▶ The task: Lines that contain "Copy": how many are there in the listing below? Answer with a number and nothing more.

▶ Source records:
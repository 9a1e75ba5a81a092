//! SQL fingerprint bucket definitions.
//!
//! # Purpose
//! Defines the slow/error SQL classes and the per-namespace snapshot returned
//! by the stats aggregator.
use chrono::{DateTime, Utc};
use serde::{Deserialize, Serialize};
use std::collections::BTreeMap;
use std::fmt;
use utoipa::ToSchema;

#[derive(Debug, Serialize, Deserialize, ToSchema, Clone, Copy, PartialEq, Eq, Hash)]
#[serde(rename_all = "lowercase")]
pub enum SqlClass {
    Slow,
    Error,
}

impl SqlClass {
    pub fn as_str(&self) -> &'static str {
        match self {
            SqlClass::Slow => "slow",
            SqlClass::Error => "error",
        }
    }

    pub fn parse(value: &str) -> Option<Self> {
        match value {
            "slow" => Some(SqlClass::Slow),
            "error" => Some(SqlClass::Error),
            _ => None,
        }
    }
}

impl fmt::Display for SqlClass {
    fn fmt(&self, f: &mut fmt::Formatter<'_>) -> fmt::Result {
        f.write_str(self.as_str())
    }
}

/// One fingerprint bucket: a representative statement and how often it was seen.
#[derive(Debug, Serialize, Deserialize, ToSchema, Clone, PartialEq, Eq)]
pub struct SqlSample {
    pub sample: String,
    pub count: u64,
    pub first_seen: DateTime<Utc>,
    pub last_seen: DateTime<Utc>,
}

#[derive(Debug, Serialize, Deserialize, ToSchema, Clone, Default, PartialEq, Eq)]
pub struct SqlFingerprintSnapshot {
    pub slow: BTreeMap<String, SqlSample>,
    pub error: BTreeMap<String, SqlSample>,
}

impl SqlFingerprintSnapshot {
    pub fn class_mut(&mut self, class: SqlClass) -> &mut BTreeMap<String, SqlSample> {
        match class {
            SqlClass::Slow => &mut self.slow,
            SqlClass::Error => &mut self.error,
        }
    }
}

/// Bounds applied when a statement is recorded.
#[derive(Debug, Clone, Copy)]
pub struct SqlRecordLimits {
    /// Fingerprints kept per namespace and class; the least recently seen is evicted.
    pub max_entries: usize,
    pub max_sample_len: usize,
}

/// Cut `sample` to at most `max_len` bytes without splitting a character.
pub fn truncate_sample(sample: &str, max_len: usize) -> String {
    if sample.len() <= max_len {
        return sample.to_string();
    }
    let mut end = max_len;
    while !sample.is_char_boundary(end) {
        end -= 1;
    }
    sample[..end].to_string()
}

▶ Answer area: 2